§ **Your goal**: Copy the data that follows, exactly and completely.

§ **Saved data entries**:

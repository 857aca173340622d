//! Purge-by-post policy.
//!
//! Which tag categories a post change fans out to. Read once per
//! config-generation and never mutated while requests are being served.

use std::collections::BTreeSet;
use std::fmt;
use std::str::FromStr;

use serde::{Deserialize, Deserializer, Serialize};

/// One category of derived tags that a post change may purge.
#[derive(Debug, Clone, Copy, PartialEq, Eq, PartialOrd, Ord, Hash, Serialize, Deserialize)]
#[serde(rename_all = "snake_case")]
pub enum PurgeCategory {
    AllPages,
    Term,
    Author,
    PostType,
    FrontPage,
    HomePage,
    Pages,
    PagesWithRecentPosts,
    Date,
    Month,
    Year,
}

impl PurgeCategory {
    pub const ALL: [PurgeCategory; 11] = [
        PurgeCategory::AllPages,
        PurgeCategory::Term,
        PurgeCategory::Author,
        PurgeCategory::PostType,
        PurgeCategory::FrontPage,
        PurgeCategory::HomePage,
        PurgeCategory::Pages,
        PurgeCategory::PagesWithRecentPosts,
        PurgeCategory::Date,
        PurgeCategory::Month,
        PurgeCategory::Year,
    ];

    /// Short code used by the dot-joined policy string.
    pub fn code(self) -> &'static str {
        match self {
            PurgeCategory::AllPages => "-",
            PurgeCategory::Term => "T",
            PurgeCategory::Author => "A",
            PurgeCategory::PostType => "PT",
            PurgeCategory::FrontPage => "F",
            PurgeCategory::HomePage => "H",
            PurgeCategory::Pages => "PGS",
            PurgeCategory::PagesWithRecentPosts => "PGSRP",
            PurgeCategory::Date => "D",
            PurgeCategory::Month => "M",
            PurgeCategory::Year => "Y",
        }
    }

    pub fn from_code(code: &str) -> Option<Self> {
        Self::ALL.into_iter().find(|c| c.code() == code)
    }
}

#[derive(Debug, Clone, PartialEq, Eq, thiserror::Error)]
#[error("unknown purge category code: {0}")]
pub struct UnknownCategory(pub String);

/// The set of enabled purge categories.
#[derive(Debug, Clone, Default, PartialEq, Eq, Serialize)]
#[serde(transparent)]
pub struct PurgePolicy(BTreeSet<PurgeCategory>);

impl PurgePolicy {
    pub fn new(categories: impl IntoIterator<Item = PurgeCategory>) -> Self {
        Self(categories.into_iter().collect())
    }

    /// Every category except `AllPages`.
    pub fn precise() -> Self {
        Self::new(PurgeCategory::ALL.into_iter().filter(|c| *c != PurgeCategory::AllPages))
    }

    pub fn purge_by_post(&self, category: PurgeCategory) -> bool {
        self.0.contains(&category)
    }

    pub fn is_superset(&self, other: &PurgePolicy) -> bool {
        self.0.is_superset(&other.0)
    }

    pub fn iter(&self) -> impl Iterator<Item = PurgeCategory> + '_ {
        self.0.iter().copied()
    }
}

impl FromStr for PurgePolicy {
    type Err = UnknownCategory;

    /// Parse the dot-joined code form, e.g. `F.H.T.PT`.
    fn from_str(s: &str) -> Result<Self, Self::Err> {
        s.split('.')
            .map(str::trim)
            .filter(|code| !code.is_empty())
            .map(|code| PurgeCategory::from_code(code).ok_or_else(|| UnknownCategory(code.to_string())))
            .collect::<Result<BTreeSet<_>, _>>()
            .map(Self)
    }
}

impl fmt::Display for PurgePolicy {
    fn fmt(&self, f: &mut fmt::Formatter<'_>) -> fmt::Result {
        let codes: Vec<&str> = self.iter().map(PurgeCategory::code).collect();
        f.write_str(&codes.join("."))
    }
}

#[derive(Deserialize)]
#[serde(untagged)]
enum PolicyRepr {
    Names(Vec<PurgeCategory>),
    Codes(String),
}

impl<'de> Deserialize<'de> for PurgePolicy {
    fn deserialize<D: Deserializer<'de>>(deserializer: D) -> Result<Self, D::Error> {
        match PolicyRepr::deserialize(deserializer)? {
            PolicyRepr::Names(names) => Ok(Self::new(names)),
            PolicyRepr::Codes(codes) => codes.parse().map_err(serde::de::Error::custom),
        }
    }
}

§ **Answer space**:
repository 857aca173340622d
//! Purge-by-post policy.
//!
//! Which tag categories a post change fans out to. Read once per
//! config-generation and never mutated while requests are being served.

use std::collections::BTreeSet;
use std::fmt;
use std::str::FromStr;

use serde::{Deserialize, Deserializer, Serialize};

/// One category of derived tags that a post change may purge.
#[derive(Debug, Clone, Copy, PartialEq, Eq, PartialOrd, Ord, Hash, Serialize, Deserialize)]
#[serde(rename_all = "snake_case")]
pub enum PurgeCategory {
    AllPages,
    Term,
    Author,
    PostType,
    FrontPage,
    HomePage,
    Pages,
    PagesWithRecentPosts,
    Date,
    Month,
    Year,
}

impl PurgeCategory {
    pub const ALL: [PurgeCategory; 11] = [
        PurgeCategory::AllPages,
        PurgeCategory::Term,
        PurgeCategory::Author,
        PurgeCategory::PostType,
        PurgeCategory::FrontPage,
        PurgeCategory::HomePage,
        PurgeCategory::Pages,
        PurgeCategory::PagesWithRecentPosts,
        PurgeCategory::Date,
        PurgeCategory::Month,
        PurgeCategory::Year,
    ];

    /// Short code used by the dot-joined policy string.
    pub fn code(self) -> &'static str {
        match self {
            PurgeCategory::AllPages => "-",
            PurgeCategory::Term => "T",
            PurgeCategory::Author => "A",
            PurgeCategory::PostType => "PT",
            PurgeCategory::FrontPage => "F",
            PurgeCategory::HomePage => "H",
            PurgeCategory::Pages => "PGS",
            PurgeCategory::PagesWithRecentPosts => "PGSRP",
            PurgeCategory::Date => "D",
            PurgeCategory::Month => "M",
            PurgeCategory::Year => "Y",
        }
    }

    pub fn from_code(code: &str) -> Option<Self> {
        Self::ALL.into_iter().find(|c| c.code() == code)
    }
}

#[derive(Debug, Clone, PartialEq, Eq, thiserror::Error)]
#[error("unknown purge category code: {0}")]
pub struct UnknownCategory(pub String);

/// The set of enabled purge categories.
#[derive(Debug, Clone, Default, PartialEq, Eq, Serialize)]
#[serde(transparent)]
pub struct PurgePolicy(BTreeSet<PurgeCategory>);

impl PurgePolicy {
    pub fn new(categories: impl IntoIterator<Item = PurgeCategory>) -> Self {
        Self(categories.into_iter().collect())
    }

    /// Every category except `AllPages`.
    pub fn precise() -> Self {
        Self::new(PurgeCategory::ALL.into_iter().filter(|c| *c != PurgeCategory::AllPages))
    }

    pub fn purge_by_post(&self, category: PurgeCategory) -> bool {
        self.0.contains(&category)
    }

    pub fn is_superset(&self, other: &PurgePolicy) -> bool {
        self.0.is_superset(&other.0)
    }

    pub fn iter(&self) -> impl Iterator<Item = PurgeCategory> + '_ {
        self.0.iter().copied()
    }
}

impl FromStr for PurgePolicy {
    type Err = UnknownCategory;

    /// Parse the dot-joined code form, e.g. `F.H.T.PT`.
    fn from_str(s: &str) -> Result<Self, Self::Err> {
        s.split('.')
            .map(str::trim)
            .filter(|code| !code.is_empty())
            .map(|code| PurgeCategory::from_code(code).ok_or_else(|| UnknownCategory(code.to_string())))
            .collect::<Result<BTreeSet<_>, _>>()
            .map(Self)
    }
}

impl fmt::Display for PurgePolicy {
    fn fmt(&self, f: &mut fmt::Formatter<'_>) -> fmt::Result {
        let codes: Vec<&str> = self.iter().map(PurgeCategory::code).collect();
        f.write_str(&codes.join("."))
    }
}

#[derive(Deserialize)]
#[serde(untagged)]
enum PolicyRepr {
    Names(Vec<PurgeCategory>),
    Codes(String),
}

impl<'de> Deserialize<'de> for PurgePolicy {
    fn deserialize<D: Deserializer<'de>>(deserializer: D) -> Result<Self, D::Error> {
        match PolicyRepr::deserialize(deserializer)? {
            PolicyRepr::Names(names) => Ok(Self::new(names)),
            PolicyRepr::Codes(codes) => codes.parse().map_err(serde::de::Error::custom),
        }
    }
}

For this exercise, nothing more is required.